- _TASK PROMPT_:
Set down exactly the lines of the records from the top to the line containing "without the secret."; include both.

((

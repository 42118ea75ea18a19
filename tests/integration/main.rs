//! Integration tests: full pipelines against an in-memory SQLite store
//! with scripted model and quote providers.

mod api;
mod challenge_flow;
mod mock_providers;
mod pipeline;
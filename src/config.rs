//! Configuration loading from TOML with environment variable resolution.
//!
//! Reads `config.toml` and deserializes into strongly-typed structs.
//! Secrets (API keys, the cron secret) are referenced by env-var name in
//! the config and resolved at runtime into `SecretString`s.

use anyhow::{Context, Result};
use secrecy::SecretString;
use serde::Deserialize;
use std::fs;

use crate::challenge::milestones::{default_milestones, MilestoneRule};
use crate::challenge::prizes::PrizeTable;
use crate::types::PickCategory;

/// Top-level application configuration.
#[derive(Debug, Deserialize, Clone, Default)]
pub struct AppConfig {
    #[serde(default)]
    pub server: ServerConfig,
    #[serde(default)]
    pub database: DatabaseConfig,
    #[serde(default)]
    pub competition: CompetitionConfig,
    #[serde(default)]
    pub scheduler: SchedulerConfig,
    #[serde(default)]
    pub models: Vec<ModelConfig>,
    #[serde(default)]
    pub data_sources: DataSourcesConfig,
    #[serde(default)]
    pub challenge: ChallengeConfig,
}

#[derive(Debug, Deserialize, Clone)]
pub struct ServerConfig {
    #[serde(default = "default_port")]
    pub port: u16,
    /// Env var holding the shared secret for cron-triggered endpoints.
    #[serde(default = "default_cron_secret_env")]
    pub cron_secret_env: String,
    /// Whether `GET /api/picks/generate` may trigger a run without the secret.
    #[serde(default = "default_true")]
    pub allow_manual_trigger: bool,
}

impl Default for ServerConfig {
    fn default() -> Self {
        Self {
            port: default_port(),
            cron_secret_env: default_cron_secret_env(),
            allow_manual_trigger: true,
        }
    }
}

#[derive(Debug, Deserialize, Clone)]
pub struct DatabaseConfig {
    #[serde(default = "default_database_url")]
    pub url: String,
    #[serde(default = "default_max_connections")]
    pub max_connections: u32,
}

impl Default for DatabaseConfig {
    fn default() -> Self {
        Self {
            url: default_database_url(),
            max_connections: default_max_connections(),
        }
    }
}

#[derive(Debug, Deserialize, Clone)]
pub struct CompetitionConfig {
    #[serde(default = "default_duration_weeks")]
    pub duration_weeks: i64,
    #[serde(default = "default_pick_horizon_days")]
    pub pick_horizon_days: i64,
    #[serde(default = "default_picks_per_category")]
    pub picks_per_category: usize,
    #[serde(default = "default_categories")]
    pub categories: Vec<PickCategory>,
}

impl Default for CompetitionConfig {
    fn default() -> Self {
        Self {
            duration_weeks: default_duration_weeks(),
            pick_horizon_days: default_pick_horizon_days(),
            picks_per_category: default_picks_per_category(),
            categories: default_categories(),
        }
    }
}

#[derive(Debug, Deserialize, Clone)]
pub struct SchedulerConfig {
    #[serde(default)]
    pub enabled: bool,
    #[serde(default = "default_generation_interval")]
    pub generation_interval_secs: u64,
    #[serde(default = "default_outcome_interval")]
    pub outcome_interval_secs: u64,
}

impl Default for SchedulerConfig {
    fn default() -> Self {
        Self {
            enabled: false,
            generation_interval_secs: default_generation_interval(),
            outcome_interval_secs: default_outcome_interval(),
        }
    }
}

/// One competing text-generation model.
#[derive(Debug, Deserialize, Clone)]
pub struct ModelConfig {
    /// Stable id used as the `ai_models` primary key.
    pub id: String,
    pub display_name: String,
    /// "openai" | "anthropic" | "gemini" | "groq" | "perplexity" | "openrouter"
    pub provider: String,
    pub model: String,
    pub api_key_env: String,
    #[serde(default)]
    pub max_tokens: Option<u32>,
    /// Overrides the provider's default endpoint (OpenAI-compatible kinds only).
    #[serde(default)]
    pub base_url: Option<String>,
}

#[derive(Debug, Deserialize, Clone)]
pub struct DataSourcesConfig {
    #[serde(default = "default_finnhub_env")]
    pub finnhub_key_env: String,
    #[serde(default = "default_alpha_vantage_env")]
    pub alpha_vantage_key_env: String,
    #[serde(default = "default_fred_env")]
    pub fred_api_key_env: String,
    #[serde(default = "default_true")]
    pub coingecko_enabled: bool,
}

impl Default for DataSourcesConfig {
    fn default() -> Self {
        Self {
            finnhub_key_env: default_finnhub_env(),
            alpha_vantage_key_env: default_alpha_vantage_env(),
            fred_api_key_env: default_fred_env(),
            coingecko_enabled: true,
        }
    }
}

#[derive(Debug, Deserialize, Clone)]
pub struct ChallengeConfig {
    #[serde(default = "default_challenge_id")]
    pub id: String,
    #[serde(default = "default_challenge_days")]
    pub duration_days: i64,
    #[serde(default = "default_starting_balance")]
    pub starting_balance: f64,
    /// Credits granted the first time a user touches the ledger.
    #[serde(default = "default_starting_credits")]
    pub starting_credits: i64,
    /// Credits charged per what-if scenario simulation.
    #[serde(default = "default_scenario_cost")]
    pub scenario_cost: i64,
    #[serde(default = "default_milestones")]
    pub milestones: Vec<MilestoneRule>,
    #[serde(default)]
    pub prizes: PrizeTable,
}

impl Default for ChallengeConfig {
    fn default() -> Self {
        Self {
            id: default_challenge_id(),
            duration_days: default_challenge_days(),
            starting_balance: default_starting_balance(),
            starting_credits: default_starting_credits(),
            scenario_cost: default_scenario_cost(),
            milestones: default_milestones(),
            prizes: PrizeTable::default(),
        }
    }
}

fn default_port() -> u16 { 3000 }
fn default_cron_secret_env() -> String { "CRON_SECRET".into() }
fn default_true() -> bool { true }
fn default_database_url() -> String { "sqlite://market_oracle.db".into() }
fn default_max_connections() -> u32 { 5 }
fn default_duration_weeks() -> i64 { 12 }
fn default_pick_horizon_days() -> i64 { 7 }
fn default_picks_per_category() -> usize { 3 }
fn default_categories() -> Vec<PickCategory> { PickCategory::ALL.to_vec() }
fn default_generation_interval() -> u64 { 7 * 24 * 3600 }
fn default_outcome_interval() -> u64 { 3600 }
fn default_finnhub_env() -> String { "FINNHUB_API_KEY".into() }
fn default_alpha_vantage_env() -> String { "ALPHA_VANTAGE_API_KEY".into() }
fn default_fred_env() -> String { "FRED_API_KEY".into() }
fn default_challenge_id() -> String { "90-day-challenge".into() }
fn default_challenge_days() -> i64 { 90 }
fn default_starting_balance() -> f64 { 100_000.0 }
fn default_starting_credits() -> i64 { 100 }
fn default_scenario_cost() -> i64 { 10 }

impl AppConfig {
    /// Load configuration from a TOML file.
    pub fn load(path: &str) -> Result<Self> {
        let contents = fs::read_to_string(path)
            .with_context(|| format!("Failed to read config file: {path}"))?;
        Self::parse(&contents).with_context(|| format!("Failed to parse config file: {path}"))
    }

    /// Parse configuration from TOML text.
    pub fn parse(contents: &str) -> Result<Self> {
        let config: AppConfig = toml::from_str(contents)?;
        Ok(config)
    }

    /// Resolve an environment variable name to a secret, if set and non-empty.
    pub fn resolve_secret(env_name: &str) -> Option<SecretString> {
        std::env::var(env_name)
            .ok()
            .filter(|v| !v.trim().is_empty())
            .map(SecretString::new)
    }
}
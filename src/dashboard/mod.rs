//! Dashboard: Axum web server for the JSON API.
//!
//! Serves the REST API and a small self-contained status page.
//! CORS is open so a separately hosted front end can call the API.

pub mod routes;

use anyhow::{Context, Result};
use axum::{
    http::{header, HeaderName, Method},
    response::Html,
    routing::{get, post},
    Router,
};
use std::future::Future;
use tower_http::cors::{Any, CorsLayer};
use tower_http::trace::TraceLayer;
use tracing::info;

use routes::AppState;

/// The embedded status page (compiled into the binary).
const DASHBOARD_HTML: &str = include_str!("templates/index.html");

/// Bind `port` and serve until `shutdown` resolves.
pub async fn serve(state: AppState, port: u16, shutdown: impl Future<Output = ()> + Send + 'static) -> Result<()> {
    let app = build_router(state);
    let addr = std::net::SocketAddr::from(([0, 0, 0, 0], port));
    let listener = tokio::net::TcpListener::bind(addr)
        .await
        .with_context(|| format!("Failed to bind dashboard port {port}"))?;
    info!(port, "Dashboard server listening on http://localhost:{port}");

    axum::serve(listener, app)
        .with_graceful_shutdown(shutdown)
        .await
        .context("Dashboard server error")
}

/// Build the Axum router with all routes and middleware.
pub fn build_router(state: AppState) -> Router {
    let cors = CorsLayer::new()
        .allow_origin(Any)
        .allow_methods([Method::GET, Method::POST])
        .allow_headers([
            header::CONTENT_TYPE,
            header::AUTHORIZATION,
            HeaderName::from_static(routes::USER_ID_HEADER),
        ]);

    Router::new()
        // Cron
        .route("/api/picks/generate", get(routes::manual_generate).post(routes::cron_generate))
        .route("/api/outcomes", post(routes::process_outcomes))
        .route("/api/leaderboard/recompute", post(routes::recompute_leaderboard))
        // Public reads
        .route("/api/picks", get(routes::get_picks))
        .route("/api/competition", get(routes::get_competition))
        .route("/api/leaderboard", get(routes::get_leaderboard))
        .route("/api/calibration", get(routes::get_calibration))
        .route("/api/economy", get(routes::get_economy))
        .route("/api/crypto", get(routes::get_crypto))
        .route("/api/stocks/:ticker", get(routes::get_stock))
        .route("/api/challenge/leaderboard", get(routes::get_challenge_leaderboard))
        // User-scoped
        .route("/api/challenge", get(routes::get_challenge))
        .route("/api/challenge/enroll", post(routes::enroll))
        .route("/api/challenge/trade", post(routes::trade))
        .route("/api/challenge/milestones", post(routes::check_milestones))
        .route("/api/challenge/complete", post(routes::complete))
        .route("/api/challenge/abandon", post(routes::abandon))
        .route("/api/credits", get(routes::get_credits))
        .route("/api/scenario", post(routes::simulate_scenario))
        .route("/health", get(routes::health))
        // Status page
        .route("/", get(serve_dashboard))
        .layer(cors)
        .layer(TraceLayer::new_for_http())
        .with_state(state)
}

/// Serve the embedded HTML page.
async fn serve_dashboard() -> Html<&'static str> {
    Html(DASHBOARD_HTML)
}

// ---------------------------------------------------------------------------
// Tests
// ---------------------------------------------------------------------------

))

- _RESULT BELOW_:
repository 42118ea75ea18a19
filename tests/integration/main.rs
//! Integration tests: full pipelines against an in-memory SQLite store
//! with scripted model and quote providers.

mod api;
mod challenge_flow;
mod mock_providers;
mod pipeline;
filename src/config.rs
//! Configuration loading from TOML with environment variable resolution.
//!
//! Reads `config.toml` and deserializes into strongly-typed structs.
//! Secrets (API keys, the cron secret) are referenced by env-var name in
//! the config and resolved at runtime into `SecretString`s.

use anyhow::{Context, Result};
use secrecy::SecretString;
use serde::Deserialize;
use std::fs;

use crate::challenge::milestones::{default_milestones, MilestoneRule};
use crate::challenge::prizes::PrizeTable;
use crate::types::PickCategory;

/// Top-level application configuration.
#[derive(Debug, Deserialize, Clone, Default)]
pub struct AppConfig {
    #[serde(default)]
    pub server: ServerConfig,
    #[serde(default)]
    pub database: DatabaseConfig,
    #[serde(default)]
    pub competition: CompetitionConfig,
    #[serde(default)]
    pub scheduler: SchedulerConfig,
    #[serde(default)]
    pub models: Vec<ModelConfig>,
    #[serde(default)]
    pub data_sources: DataSourcesConfig,
    #[serde(default)]
    pub challenge: ChallengeConfig,
}

#[derive(Debug, Deserialize, Clone)]
pub struct ServerConfig {
    #[serde(default = "default_port")]
    pub port: u16,
    /// Env var holding the shared secret for cron-triggered endpoints.
    #[serde(default = "default_cron_secret_env")]
    pub cron_secret_env: String,
    /// Whether `GET /api/picks/generate` may trigger a run without the secret.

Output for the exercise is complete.